### [Available records]
use crate::fakes;
use kafka_testbed::testing::orchestrator;
use kafka_testbed::{Message, Preset};
use std::collections::HashSet;
use std::time::Duration;

fn interleaved_messages() -> Vec<Message> {
    let mut messages = Vec::new();
    for i in 0..4 {
        for topic in ["orders", "payments", "shipments"] {
            messages.push(Message::new(
                topic,
                format!("{topic}-{i}"),
                i.to_string(),
                (i as i64 + 1) * 1_000_000,
            ));
        }
    }
    messages
}

#[tokio::test(start_paused = true)]
async fn test_per_topic_order_is_declared_order() {
    let (runtime, broker, health) = fakes();
    let broker = broker.publish_delay(Duration::from_millis(10));
    let preset = Preset::builder()
        .with_messages(interleaved_messages())
        .build()
        .unwrap();

    let kafka = orchestrator(&runtime, &broker, &health)
        .provision(preset)
        .await
        .unwrap();

    for topic in ["orders", "payments", "shipments"] {
        let records = broker.records(topic);
        let keys: Vec<_> = records.iter().map(|r| r.key.clone()).collect();
        let expected: Vec<_> = (0..4).map(|i| format!("{topic}-{i}")).collect();
        assert_eq!(keys, expected, "order of {topic}");

        let timestamps: Vec<_> = records.iter().map(|r| r.timestamp_ms).collect();
        assert_eq!(timestamps, vec![1, 2, 3, 4]);
    }
    kafka.stop().await.unwrap();
}

#[tokio::test(start_paused = true)]
async fn test_topics_are_published_concurrently() {
    let (runtime, broker, health) = fakes();
    let broker = broker.publish_delay(Duration::from_millis(10));
    let preset = Preset::builder()
        .with_messages(interleaved_messages())
        .build()
        .unwrap();

    let kafka = orchestrator(&runtime, &broker, &health)
        .provision(preset)
        .await
        .unwrap();

    // One acknowledgement per topic lands before any topic's second one
    let first_round: HashSet<_> = broker
        .publish_log()
        .into_iter()
        .take(3)
        .map(|(topic, _)| topic)
        .collect();
    assert_eq!(first_round.len(), 3);
    assert_eq!(broker.publish_log().len(), 12);
    kafka.stop().await.unwrap();
}

#[tokio::test(start_paused = true)]
async fn test_seeding_happens_after_topics_exist() {
    let (runtime, broker, health) = fakes();
    let broker = broker.leader_election_polls(2);
    let preset = Preset::builder()
        .with_messages([
            Message::new("events", "order", "1", 0),
            Message::new("alerts", "CPU", "92", 0),
        ])
        .build()
        .unwrap();

    let kafka = orchestrator(&runtime, &broker, &health)
        .provision(preset)
        .await
        .unwrap();

    // The fake rejects records for topics it does not know, so every
    // acknowledged record proves its topic was created first
    assert_eq!(broker.records("events").len(), 1);
    assert_eq!(broker.records("alerts").len(), 1);
    assert_eq!(broker.create_calls().len(), 2);
    kafka.stop().await.unwrap();
}

#[tokio::test(start_paused = true)]
async fn test_duplicate_and_empty_messages_are_published() {
    let (runtime, broker, health) = fakes();
    let duplicate = Message::new("events", "", "", 0);
    let preset = Preset::builder()
        .with_messages([duplicate.clone(), duplicate])
        .build()
        .unwrap();

    let kafka = orchestrator(&runtime, &broker, &health)
        .provision(preset)
        .await
        .unwrap();

    let records = broker.records("events");
    assert_eq!(records.len(), 2);
    assert!(records.iter().all(|r| r.key.is_empty() && r.value.is_empty()));
    kafka.stop().await.unwrap();
}

#[tokio::test(start_paused = true)]
async fn test_sub_millisecond_time_is_stamped_on_send() {
    let (runtime, broker, health) = fakes();
    let preset = Preset::builder()
        .with_messages([
            Message::new("events", "epoch", "1", 0),
            Message::new("events", "early", "2", 999_999),
            Message::new("events", "later", "3", 1_000_000),
        ])
        .build()
        .unwrap();

    let before = chrono::Utc::now().timestamp_millis();
    let kafka = orchestrator(&runtime, &broker, &health)
        .provision(preset)
        .await
        .unwrap();

    let records = broker.records("events");
    assert!(records[0].timestamp_ms >= before);
    assert!(records[1].timestamp_ms >= before);
    assert_eq!(records[2].timestamp_ms, 1);
    kafka.stop().await.unwrap();
}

### [Work request]
The response must reproduce the whole listing exactly.

### [Answer below]
use crate::fakes;
use kafka_testbed::testing::orchestrator;
use kafka_testbed::{Message, Preset};
use std::collections::HashSet;
use std::time::Duration;

fn interleaved_messages() -> Vec<Message> {
    let mut messages = Vec::new();
    for i in 0..4 {
        for topic in ["orders", "payments", "shipments"] {
            messages.push(Message::new(
                topic,
                format!("{topic}-{i}"),
                i.to_string(),
                (i as i64 + 1) * 1_000_000,
            ));
        }
    }
    messages
}

#[tokio::test(start_paused = true)]
async fn test_per_topic_order_is_declared_order() {
    let (runtime, broker, health) = fakes();
    let broker = broker.publish_delay(Duration::from_millis(10));
    let preset = Preset::builder()
        .with_messages(interleaved_messages())
        .build()
        .unwrap();

    let kafka = orchestrator(&runtime, &broker, &health)
        .provision(preset)
        .await
        .unwrap();

    for topic in ["orders", "payments", "shipments"] {
        let records = broker.records(topic);
        let keys: Vec<_> = records.iter().map(|r| r.key.clone()).collect();
        let expected: Vec<_> = (0..4).map(|i| format!("{topic}-{i}")).collect();
        assert_eq!(keys, expected, "order of {topic}");

        let timestamps: Vec<_> = records.iter().map(|r| r.timestamp_ms).collect();
        assert_eq!(timestamps, vec![1, 2, 3, 4]);
    }
    kafka.stop().await.unwrap();
}

#[tokio::test(start_paused = true)]
async fn test_topics_are_published_concurrently() {
    let (runtime, broker, health) = fakes();
    let broker = broker.publish_delay(Duration::from_millis(10));
    let preset = Preset::builder()
        .with_messages(interleaved_messages())
        .build()
        .unwrap();

    let kafka = orchestrator(&runtime, &broker, &health)
        .provision(preset)
        .await
        .unwrap();

    // One acknowledgement per topic lands before any topic's second one
    let first_round: HashSet<_> = broker
        .publish_log()
        .into_iter()
        .take(3)
        .map(|(topic, _)| topic)
        .collect();
    assert_eq!(first_round.len(), 3);
    assert_eq!(broker.publish_log().len(), 12);
    kafka.stop().await.unwrap();
}

#[tokio::test(start_paused = true)]
async fn test_seeding_happens_after_topics_exist() {
    let (runtime, broker, health) = fakes();
    let broker = broker.leader_election_polls(2);
    let preset = Preset::builder()
        .with_messages([
            Message::new("events", "order", "1", 0),
            Message::new("alerts", "CPU", "92", 0),
        ])
        .build()
        .unwrap();

    let kafka = orchestrator(&runtime, &broker, &health)
        .provision(preset)
        .await
        .unwrap();

    // The fake rejects records for topics it does not know, so every
    // acknowledged record proves its topic was created first
    assert_eq!(broker.records("events").len(), 1);
    assert_eq!(broker.records("alerts").len(), 1);
    assert_eq!(broker.create_calls().len(), 2);
    kafka.stop().await.unwrap();
}

#[tokio::test(start_paused = true)]
async fn test_duplicate_and_empty_messages_are_published() {
    let (runtime, broker, health) = fakes();
    let duplicate = Message::new("events", "", "", 0);
    let preset = Preset::builder()
        .with_messages([duplicate.clone(), duplicate])
        .build()
        .unwrap();

    let kafka = orchestrator(&runtime, &broker, &health)
        .provision(preset)
        .await
        .unwrap();

    let records = broker.records("events");
    assert_eq!(records.len(), 2);
    assert!(records.iter().all(|r| r.key.is_empty() && r.value.is_empty()));
    kafka.stop().await.unwrap();
}

#[tokio::test(start_paused = true)]
async fn test_sub_millisecond_time_is_stamped_on_send() {
    let (runtime, broker, health) = fakes();
    let preset = Preset::builder()
        .with_messages([
            Message::new("events", "epoch", "1", 0),
            Message::new("events", "early", "2", 999_999),
            Message::new("events", "later", "3", 1_000_000),
        ])
        .build()
        .unwrap();

    let before = chrono::Utc::now().timestamp_millis();
    let kafka = orchestrator(&runtime, &broker, &health)
        .provision(preset)
        .await
        .unwrap();

    let records = broker.records("events");
    assert!(records[0].timestamp_ms >= before);
    assert!(records[1].timestamp_ms >= before);
    assert_eq!(records[2].timestamp_ms, 1);
    kafka.stop().await.unwrap();
}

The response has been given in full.